No se trata simplemente del habitual desastre de comunicación política que suele originar este “comunicador”, sino de algo mucho más profundo: una fijación con empeorar la crisis, empobreciendo a todo el mundo en nombre de una mal entendida “solidaridad”. Pues la “solidaridad”, según parecen entenderla el señor Alvarado y su séquito, consistiría en que en pleno naufragio de nuestro Titanic económico, los ocupantes de los botes salvavidas se bajen “solidariamente” al agua, en lugar de ayudar a subir a los demás náufragos mediante el consumo y el empleo. ¡Sólo falta que también en Zapote toquen el violín, o la guitarra, mientras se hunde la nave y se ahogan sus pasajeros en el gélido mar de la pobreza!
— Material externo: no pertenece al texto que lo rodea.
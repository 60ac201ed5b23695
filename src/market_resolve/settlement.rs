// ============================================================================
// Settlement Engine - pari-mutuel payouts and refunds
// ============================================================================
//
// Resolution claims the market first (Ended -> Resolved, in one storage
// transaction with the resolution row) and only then pays. Whoever loses the
// claim never moves a single point, so a market cannot be paid out twice.
//
// If a credit fails part way, everything already paid is debited back and
// the claim is released so the market can be resolved (or refunded) later.
// Each attempt carries its own settlement id in the idempotency keys, so a
// later attempt is not mistaken for a replay of a reversed one.
//
// ============================================================================

use serde::Serialize;
use std::collections::BTreeMap;
use std::sync::Arc;
use tracing::{error, info, warn};
use uuid::Uuid;

use crate::clock::Clock;
use crate::config::RetrySettings;
use crate::error::{MarketError, MarketResult};
use crate::ledger::LedgerStore;
use crate::market_resolve::markets::{
    Bet, Market, MarketResolution, MarketStatus, Payout, Points, UserId,
};
use crate::notify::{self, Notifier};
use crate::points::{BalanceService, PointsError};
use crate::retry::with_backoff;

#[derive(Debug, Clone, Serialize)]
pub struct ResolutionReport {
    pub market_id: String,
    pub question: String,
    pub winning_option: String,
    pub total_pool: Points,
    pub total_winning_stake: Points,
    pub vote_count: usize,
    pub payouts: Vec<Payout>,
    pub total_paid: Points,
    pub losing_bets: usize,
}

#[derive(Debug, Clone, PartialEq, Eq, Serialize)]
pub struct Refund {
    pub user_id: UserId,
    pub amount: Points,
}

#[derive(Debug, Clone, Serialize)]
pub struct RefundReport {
    pub market_id: String,
    pub question: String,
    pub refunds: Vec<Refund>,
    pub total_refunded: Points,
}

/// `floor(amount * pool / winning_stake)`, computed in i128.
pub fn pari_mutuel_share(amount: Points, total_pool: Points, winning_stake: Points) -> Points {
    if winning_stake <= 0 || amount <= 0 || total_pool <= 0 {
        return 0;
    }
    let share = (amount as i128 * total_pool as i128) / winning_stake as i128;
    share.min(total_pool as i128) as Points
}

fn settlement_id() -> String {
    format!("stl_{}", &Uuid::new_v4().simple().to_string()[..8])
}

pub struct SettlementEngine {
    store: LedgerStore,
    balances: Arc<dyn BalanceService>,
    notifier: Arc<dyn Notifier>,
    clock: Arc<dyn Clock>,
    min_resolution_votes: usize,
    retry: RetrySettings,
}

impl SettlementEngine {
    pub fn new(
        store: LedgerStore,
        balances: Arc<dyn BalanceService>,
        notifier: Arc<dyn Notifier>,
        clock: Arc<dyn Clock>,
        min_resolution_votes: usize,
        retry: RetrySettings,
    ) -> Self {
        Self {
            store,
            balances,
            notifier,
            clock,
            min_resolution_votes,
            retry,
        }
    }

    async fn credit(&self, user_id: UserId, amount: Points, key: &str) -> Result<Points, PointsError> {
        with_backoff(
            &self.retry,
            "credit",
            || self.balances.credit(user_id, amount, key),
            PointsError::is_transient,
        )
        .await
    }

    async fn debit(&self, user_id: UserId, amount: Points, key: &str) -> Result<Points, PointsError> {
        with_backoff(
            &self.retry,
            "debit",
            || self.balances.debit(user_id, amount, key),
            PointsError::is_transient,
        )
        .await
    }

    // ========================================================================
    // RESOLVE
    // ========================================================================

    pub async fn resolve(
        &self,
        market_id: &str,
        winning_option: &str,
        resolved_by: UserId,
    ) -> MarketResult<ResolutionReport> {
        let market = self.store.require_market(market_id)?;
        if market.status != MarketStatus::Ended {
            return Err(MarketError::state(market_id, market.status, "resolve"));
        }
        let winner = market.canonical_option(winning_option)?.1.to_string();

        let vote_count = self
            .store
            .vote_tally(market_id)?
            .get(&winner)
            .copied()
            .unwrap_or(0);
        if vote_count < self.min_resolution_votes {
            return Err(MarketError::VoteThreshold {
                option: winner,
                votes: vote_count,
                required: self.min_resolution_votes,
            });
        }

        let bets = self.store.bets(market_id)?;
        let (winning, losing): (Vec<&Bet>, Vec<&Bet>) = bets.iter().partition(|b| b.option == winner);
        let total_pool = market.total_wagered;
        let total_winning_stake: Points = winning.iter().map(|b| b.amount).sum();
        if total_winning_stake <= 0 {
            return Err(MarketError::NoWinningStake {
                market_id: market_id.to_string(),
                option: winner,
            });
        }

        let resolution = MarketResolution {
            market_id: market_id.to_string(),
            winning_option: winner.clone(),
            resolved_by,
            total_pool,
            total_winning_stake,
            vote_count,
            resolved_at: self.clock.now(),
        };
        let (market, claimed) = self.store.claim_resolution(&resolution, self.min_resolution_votes)?;
        let vote_count = claimed.vote_count;
        info!(
            market_id,
            winning_option = %winner,
            total_pool,
            total_winning_stake,
            vote_count,
            winners = winning.len(),
            "market resolution claimed"
        );

        let attempt = settlement_id();
        let mut paid: Vec<Payout> = Vec::with_capacity(winning.len());
        for bet in &winning {
            let payout = Payout {
                market_id: market_id.to_string(),
                bet_id: bet.id.clone(),
                user_id: bet.user_id,
                guild_id: bet.guild_id,
                amount_bet: bet.amount,
                shares: bet.shares,
                payout: pari_mutuel_share(bet.amount, total_pool, total_winning_stake),
                paid_at: self.clock.now(),
            };

            if payout.payout > 0 {
                let key = format!("payout:{}:{}:{}", market_id, bet.id, attempt);
                if let Err(e) = self.credit(bet.user_id, payout.payout, &key).await {
                    error!(market_id, bet_id = %bet.id, error = %e, "payout credit failed, unwinding resolution");
                    self.unwind_resolution(market_id, &paid, &attempt).await;
                    return Err(MarketError::ExternalService(format!(
                        "payout to user {} failed: {}",
                        bet.user_id, e
                    )));
                }
            }
            paid.push(payout.clone());

            if let Err(e) = self.store.record_payout(&payout) {
                error!(market_id, bet_id = %bet.id, error = %e, "payout record failed, unwinding resolution");
                self.unwind_resolution(market_id, &paid, &attempt).await;
                return Err(e);
            }
        }

        let total_paid: Points = paid.iter().map(|p| p.payout).sum();
        info!(market_id, total_paid, total_pool, "market resolved");

        self.announce_resolution(&market, &winner, &paid, &losing).await;

        Ok(ResolutionReport {
            market_id: market_id.to_string(),
            question: market.question.clone(),
            winning_option: winner,
            total_pool,
            total_winning_stake,
            vote_count,
            payouts: paid,
            total_paid,
            losing_bets: losing.len(),
        })
    }

    /// Debit back what was credited and return the market to Ended.
    async fn unwind_resolution(&self, market_id: &str, paid: &[Payout], attempt: &str) {
        for payout in paid.iter().filter(|p| p.payout > 0) {
            let key = format!("payout-reversal:{}:{}:{}", market_id, payout.bet_id, attempt);
            if let Err(e) = self.debit(payout.user_id, payout.payout, &key).await {
                error!(
                    market_id,
                    user_id = payout.user_id,
                    amount = payout.payout,
                    error = %e,
                    "could not reverse payout"
                );
            }
        }
        match self.store.release_resolution(market_id) {
            Ok(_) => warn!(market_id, reversed = paid.len(), "resolution released, market back to ended"),
            Err(e) => error!(market_id, error = %e, "could not release resolution"),
        }
    }

    async fn announce_resolution(&self, market: &Market, winner: &str, paid: &[Payout], losing: &[&Bet]) {
        let notifier = self.notifier.as_ref();
        for payout in paid {
            let text = format!(
                "You won {} Points on '{}'! Your Bet: {} → Payout: {}",
                payout.payout, market.question, payout.amount_bet, payout.payout
            );
            notify::send_user(notifier, payout.user_id, &text).await;
        }
        for bet in losing {
            let text = format!(
                "You lost your bet of {} Points on '{}'. The winning option was: '{}'.",
                bet.amount, market.question, winner
            );
            notify::send_user(notifier, bet.user_id, &text).await;
        }
        if let Some(channel_id) = market.channel_id {
            let text = format!(
                "Market resolved! '{}' The winning option is: {}",
                market.question, winner
            );
            notify::send_channel(notifier, channel_id, &text).await;
        }
    }

    // ========================================================================
    // REFUND
    // ========================================================================

    /// Return every stake of an Ended market and mark it Refunded.
    pub async fn refund(&self, market_id: &str) -> MarketResult<RefundReport> {
        let market = self.store.require_market(market_id)?;
        if market.status != MarketStatus::Ended {
            return Err(MarketError::state(market_id, market.status, "refund"));
        }

        let mut stakes: BTreeMap<UserId, Points> = BTreeMap::new();
        for bet in self.store.bets(market_id)? {
            *stakes.entry(bet.user_id).or_insert(0) += bet.amount;
        }

        let market = self
            .store
            .transition(market_id, MarketStatus::Ended, MarketStatus::Refunded, "refund")?;

        let attempt = settlement_id();
        let mut refunds: Vec<Refund> = Vec::with_capacity(stakes.len());
        for (user_id, amount) in stakes.into_iter().filter(|(_, amount)| *amount > 0) {
            let key = format!("refund:{}:{}:{}", market_id, user_id, attempt);
            if let Err(e) = self.credit(user_id, amount, &key).await {
                error!(market_id, user_id, error = %e, "refund credit failed, unwinding refund");
                self.unwind_refund(market_id, &refunds, &attempt).await;
                return Err(MarketError::ExternalService(format!(
                    "refund to user {} failed: {}",
                    user_id, e
                )));
            }
            refunds.push(Refund { user_id, amount });
        }

        let total_refunded: Points = refunds.iter().map(|r| r.amount).sum();
        info!(market_id, users = refunds.len(), total_refunded, "market refunded");

        for refund in &refunds {
            let text = format!(
                "Your bet of {} Points has been refunded for the expired market: '{}'",
                refund.amount, market.question
            );
            notify::send_user(self.notifier.as_ref(), refund.user_id, &text).await;
        }

        Ok(RefundReport {
            market_id: market_id.to_string(),
            question: market.question,
            refunds,
            total_refunded,
        })
    }

    async fn unwind_refund(&self, market_id: &str, refunds: &[Refund], attempt: &str) {
        for refund in refunds {
            let key = format!("refund-reversal:{}:{}:{}", market_id, refund.user_id, attempt);
            if let Err(e) = self.debit(refund.user_id, refund.amount, &key).await {
                error!(market_id, user_id = refund.user_id, error = %e, "could not reverse refund");
            }
        }
        if let Err(e) = self.store.transition(
            market_id,
            MarketStatus::Refunded,
            MarketStatus::Ended,
            "release refund",
        ) {
            error!(market_id, error = %e, "could not release refund");
        }
    }
}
No deja de ser irónico que el Gobierno siga pensando en sacrificar a los pocos costarricenses que aún conservan intactos sus ingresos, mientras por ningún lado se ve el interés en disminuir gastos del Estado en rubros absurdos. Se siguen utilizando ingentes sumas en la fútil tarea de levantar la imagen del presidente, sin bastarles dos horas diarias de plaza pública televisada y gratuita; y se siguen pagando, por ejemplo, casi ₡3.270 millones en cuotas de membresía de organismos internacionales, con cargo al presupuesto de una inoperante Cancillería. ¿No sería mucho más lógico emplear estos recursos donde realmente se necesitan, en lugar de pretender engatusar a la población con el gesto efectista de ofrecer la décima parte del salario y “renunciar” por adelantado a la pensión, una simple expectativa de derecho que, cuando se concrete, sería constitucionalmente irrenunciable?

Ante la ausencia total de ideas o medidas concretas desde el Poder Ejecutivo con miras a la recuperación económica, es clara la intención presidencial de compartir el costo político con el Poder Legislativo. Frente a este panorama, sin embargo, cabría esperar que nuestros representantes políticos hagan la reflexión necesaria y el estudio indispensable, para no dejarse atrapar en el tsunami discursivo de la “emergencia” y se planten firmemente en defensa del maltratado patrimonio de la ciudadanía costarricense. ¡Ni un impuesto más! Parafraseando al almirante Nelson antes de la batalla de Trafalgar, nuestra nación también espera que cada uno cumpla con su deber.